Lucence Full-Text Search framework

Source: Internet
Author: User
Tags file size

1 Lucene Introduction 1.1 What is Lucene Lucene is a full-text search framework, not an application product. So it doesn't work like www.baidu.com or Google Desktop, it just provides a tool to enable you to implement these products.

1.2 What Lucene can do to answer this question, first understand the nature of Lucene. In fact, Lucene is a very simple function, after all, you give it a number of strings, and then it provides you with a full-text search service, tell you where the keywords you want to search appear. Knowing the nature, you can imagine doing anything that fits this condition. You can index the news in the station, and make a database; You can index several fields of a table, so you don't have to worry about locking the table because of "%like%"; you can also write your own search engine ...

1.3 You should not choose Lucene . Give some test data below, if you feel acceptable, then you can choose.
Test one: 2.5 million records, 300M text, generate index around 380M, 800 threads under average processing time 300ms.
Test two: 37000 records, index database of two varchar fields, index file 2.6m,800 thread under average processing time 1.5ms.

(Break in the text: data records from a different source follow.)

impl ObjectType {
    /// Parse a `manifest.json` document. `origin` is only used in error
    /// messages. Field order in the document is preserved.
    pub fn parse_manifest(type_id: &str, data: &str, origin: &str) -> Result<Self> {
        let doc: ManifestDoc = serde_json::from_str(data).map_err(|e| SigncastError::Manifest {
            path: origin.to_string(),
            reason: e.to_string(),
        })?;

        let mut fields = Vec::with_capacity(doc.fields.len());
        for (field_id, entry) in &doc.fields {
            paths::validate_id(field_id)?;
            let parts = entry
                .as_array()
                .filter(|a| a.len() == 3)
                .ok_or_else(|| SigncastError::Manifest {
                    path: origin.to_string(),
                    reason: format!("field '{field_id}' must be [label, description, descriptor]"),
                })?;
            let part = |i: usize| -> Result<&str> {
                parts[i].as_str().ok_or_else(|| SigncastError::Manifest {
                    path: origin.to_string(),
                    reason: format!("field '{field_id}' entry {i} must be a string"),
                })
            };
            fields.push(Field {
                id: field_id.clone(),
                label: part(0)?.to_string(),
                description: part(1)?.to_string(),
                data_type: parse_descriptor(part(2)?)?,
            });
        }

        Ok(ObjectType {
            id: type_id.to_string(),
            name: doc.name,
            dev_name: doc.dev_name,
            dev_homepage: doc.dev_homepage,
            description: doc.description,
            fields,
        })
    }
}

2 How Lucene works the service provided by Lucene actually consists of two parts: one in one out. The so-called entry is written, the source you provide (essentially a string) is written to the index or deleted from the index, so-called read out, that is, to provide users with full-text search services, so that users can locate the source by keyword.

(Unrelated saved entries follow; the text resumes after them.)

use crate::error::Result;
use std::io::Write;
use std::path::Path;
use tempfile::NamedTempFile;

/// Atomically write `data` to `path` using a tempfile in the same directory.
/// Prevents partial writes from corrupting entity files.
pub fn atomic_write(path: &Path, data: &[u8]) -> Result<()> {
    if let Some(parent) = path.parent() {
        std::fs::create_dir_all(parent)?;
    }
    let dir = path.parent().unwrap_or(Path::new("."));
    let mut tmp = NamedTempFile::new_in(dir)?;
    tmp.write_all(data)?;
    tmp.persist(path).map_err(|e| e.error)?;
    Ok(())
}

/// Create a directory and all parents, idempotent.
pub fn ensure_dir(path: &Path) -> Result<()> {
    std::fs::create_dir_all(path)?;
    Ok(())
}

#[cfg(test)]
mod tests {
    use super::*;
    use tempfile::TempDir;

    #[test]
    fn atomic_write_creates_file() {
        let dir = TempDir::new().unwrap();
        let path = dir.path().join("milk.json");
        atomic_write(&path, b"{\"price\": 299}").unwrap();
        assert_eq!(
            std::fs::read_to_string(&path).unwrap(),
            "{\"price\": 299}"
        );
    }

    #[test]
    fn atomic_write_creates_parents() {
        let dir = TempDir::new().unwrap();
        let path = dir.path().join("data/menu_item/milk.json");
        atomic_write(&path, b"{}").unwrap();
        assert!(path.exists());
    }

    #[test]
    fn atomic_write_replaces_existing() {
        let dir = TempDir::new().unwrap();
        let path = dir.path().join("ch.json");
        atomic_write(&path, b"old").unwrap();
        atomic_write(&path, b"new").unwrap();
        assert_eq!(std::fs::read_to_string(&path).unwrap(), "new");
    }
}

2.1 Write Process source string first through the analyzer processing, including: participle, divided into words; remove stopword (optional).
Add the required information from the source to each field in the document and index the field that needs to be indexed to store the fields that need to be stored.
Writes an index to memory, which can be either memory or disk.

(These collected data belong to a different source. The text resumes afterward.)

// ---------------------------------------------------------------------------
// Signage
// ---------------------------------------------------------------------------

#[derive(Debug, Clone, PartialEq)]
pub struct Signage {
    id: String,
    pub title: String,
    pub description: String,
    frame: Frame,
    scenes: Vec<Scene>,
}

impl Signage {
    pub fn id(&self) -> &str {
        &self.id
    }

    pub fn frame(&self) -> &Frame {
        &self.frame
    }

    pub fn scenes(&self) -> &[Scene] {
        &self.scenes
    }

    pub fn scene(&self, index: usize) -> Result<&Scene> {
        self.scenes
            .get(index)
            .ok_or_else(|| SigncastError::SceneOutOfRange {
                signage_id: self.id.clone(),
                index,
            })
    }

    fn scene_mut(&mut self, index: usize) -> Result<&mut Scene> {
        if index >= self.scenes.len() {
            return Err(SigncastError::SceneOutOfRange {
                signage_id: self.id.clone(),
                index,
            });
        }
        Ok(&mut self.scenes[index])
    }
}

// ---------------------------------------------------------------------------
// Wire documents
// ---------------------------------------------------------------------------

#[derive(Serialize, Deserialize)]
struct FrameDoc {
    id: String,
    data: serde_json::Map<String, serde_json::Value>,
}

#[derive(Serialize, Deserialize)]
struct SceneDoc {
    id: String,
    duration: i64,
    transition: Transition,
    scheduling: Schedule,
    data: serde_json::Map<String, serde_json::Value>,
}

#[derive(Serialize, Deserialize)]
struct SignageDoc {
    title: String,
    description: String,
    frame: FrameDoc,
    scenes: Vec<SceneDoc>,
}

// ---------------------------------------------------------------------------
// SignageManager
// ---------------------------------------------------------------------------

/// Owns every signage under one root, one JSON document per signage.
/// All mutation validates, applies in memory, then persists the document.
#[derive(Debug, Default)]
pub struct SignageManager {
    root: PathBuf,
    signages: BTreeMap<String, Signage>,
}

2.2 read out process users provide search keywords, through the analyzer processing.
Find the corresponding document for the Processed keyword search index.
The user extracts the required field from the document that is found as needed.


3 Some concepts that need to be known Lucene uses some concepts to understand what they mean and facilitates the following explanations.

3.1 Analyzer Analyzer is a parser, it is the role of a string according to a certain rule into a word, and remove the invalid words, here said invalid word refers to the English "of", "the", "in Chinese", "ground" and other words, these words appear in the article, However, it does not contain any key information, which is helpful for shrinking index files, improving efficiency, and increasing hit ratios.
The rules of participle are changeable, but the purpose is only one: chapeau division. This is easier to achieve in English, because English itself is a word unit, has been separated by a space, while the Chinese must be in some way to divide into a sentence into a word. The specific partitioning method is described in detail below, where you only need to understand the parser concept.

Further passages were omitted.